Yeah, I’m currently on Epic pass…
Here is a cleaner way to do it w/ a String. (still no good & today morning I didn’t know what “webscraping” meant)
using HTTP;
l_pc ="https://www.parkcitymountain.com/the-mountain/mountain-conditions/terrain-and-lift-status.aspx";
l_v ="https://www.vail.com/the-mountain/mountain-conditions/terrain-and-lift-status.aspx";
l_w = "https://www.whistlerblackcomb.com/the-mountain/mountain-conditions/terrain-and-lift-status.aspx";
#location of string w/ # Runs open.
a1="id=\"runs\">\r\n\r\n <div class=\"terrain_summary__circle\"\r\n data-open="
RUNS = [];
for resort in [l_pc l_v l_w]
r = HTTP.get(resort); # get link
rs = String(r.body); # make into string
a2=findfirst(a1, rs) # findall get index w/ Number of Runs open
num_runs_open = rs[( a2[end] +2 ) : ( a2[end] +4)] # get # Runs open
push!(RUNS, num_runs_open)
end
julia> RUNS
3-element Vector{Any}:
"120"
"86\""
"30\""
Here’s a little more robust solution using an HTML/XML parser. The heavy lifting is the "//div"... line, which is an XPath query to search XML - in this case finding a div with the attribute data-terrain-status-id equal to "runs" then selecting the next child element.
using EzXML
using HTTP
function get_open(url)
r = HTTP.get(url)
tree = EzXML.parsehtml(r.body)
node = findfirst("//div[@data-terrain-status-id=\"runs\"]/div", tree)
val = node["data-open"]
return parse(Int, val)
end
Also it looks more complicated to scrape snowfall “BASE DEPTH” & “CURRENT SEASON”.
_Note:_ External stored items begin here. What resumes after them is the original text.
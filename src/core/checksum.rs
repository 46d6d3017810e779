/*!
 * Streaming checksum calculation for hashing during copy and verification
 */

use std::fmt;
use std::fs::File;
use std::io::{BufReader, Read};
use std::path::Path;

use md5::Md5;
use serde::{Deserialize, Serialize};
use sha2::{Digest, Sha256};

use crate::control::{CancelToken, PauseGate};
use crate::error::{CustodyError, Result};

/// Digest algorithm, fixed for the duration of an operation
#[derive(Debug, Clone, Copy, PartialEq, Eq, Serialize, Deserialize)]
#[serde(rename_all = "lowercase")]
pub enum HashAlgorithm {
    /// Default; the only algorithm accepted by current evidence registers
    Sha256,
    /// Legacy registers still key on MD5
    Md5,
}

impl HashAlgorithm {
    pub fn as_str(&self) -> &'static str {
        match self {
            Self::Sha256 => "sha256",
            Self::Md5 => "md5",
        }
    }
}

impl Default for HashAlgorithm {
    fn default() -> Self {
        Self::Sha256
    }
}

impl fmt::Display for HashAlgorithm {
    fn fmt(&self, f: &mut fmt::Formatter<'_>) -> fmt::Result {
        f.write_str(self.as_str())
    }
}

/// Streaming hasher that calculates a digest incrementally
pub enum StreamingHasher {
    Sha256(Sha256),
    Md5(Md5),
}

impl StreamingHasher {
    pub fn new(algorithm: HashAlgorithm) -> Self {
        match algorithm {
            HashAlgorithm::Sha256 => Self::Sha256(Sha256::new()),
            HashAlgorithm::Md5 => Self::Md5(Md5::new()),
        }
    }

    /// Update the hash with new data
    pub fn update(&mut self, data: &[u8]) {
        match self {
            Self::Sha256(h) => h.update(data),
            Self::Md5(h) => h.update(data),
        }
    }

    /// Finalize and return the lowercase hex digest
    pub fn finalize_hex(self) -> String {
        match self {
            Self::Sha256(h) => hex::encode(h.finalize()),
            Self::Md5(h) => hex::encode(h.finalize()),
        }
    }
}

/// Digest an in-memory buffer
pub fn digest_hex(algorithm: HashAlgorithm, data: &[u8]) -> String {
    let mut hasher = StreamingHasher::new(algorithm);
    hasher.update(data);
    hasher.finalize_hex()
}

/// Calculate a file's digest with a streaming read, observing pause and cancel
/// at every chunk boundary
pub fn hash_file_streaming(
    path: &Path,
    algorithm: HashAlgorithm,
    buffer_size: usize,
    cancel: &CancelToken,
    pause: &PauseGate,
) -> Result<String> {
    let mut reader = BufReader::new(File::open(path)?);
    let mut hasher = StreamingHasher::new(algorithm);
    let mut buffer = vec![0u8; buffer_size];

    loop {
        pause.wait_while_paused(cancel);
        if cancel.is_cancelled() {
            return Err(CustodyError::Cancelled);
        }

        let n = reader.read(&mut buffer)?;
        if n == 0 {
            break;
        }
        hasher.update(&buffer[..n]);
    }

    Ok(hasher.finalize_hex())
}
(not sure the approach used for RUNS above would work…)
A trick which can be helpful, if is you select the element in Chrome (right click, Inspect) there is an option to copy an XPath query to an element. Sometimes you’ll want to clean up or modify that query, but it can be a helpful starting point.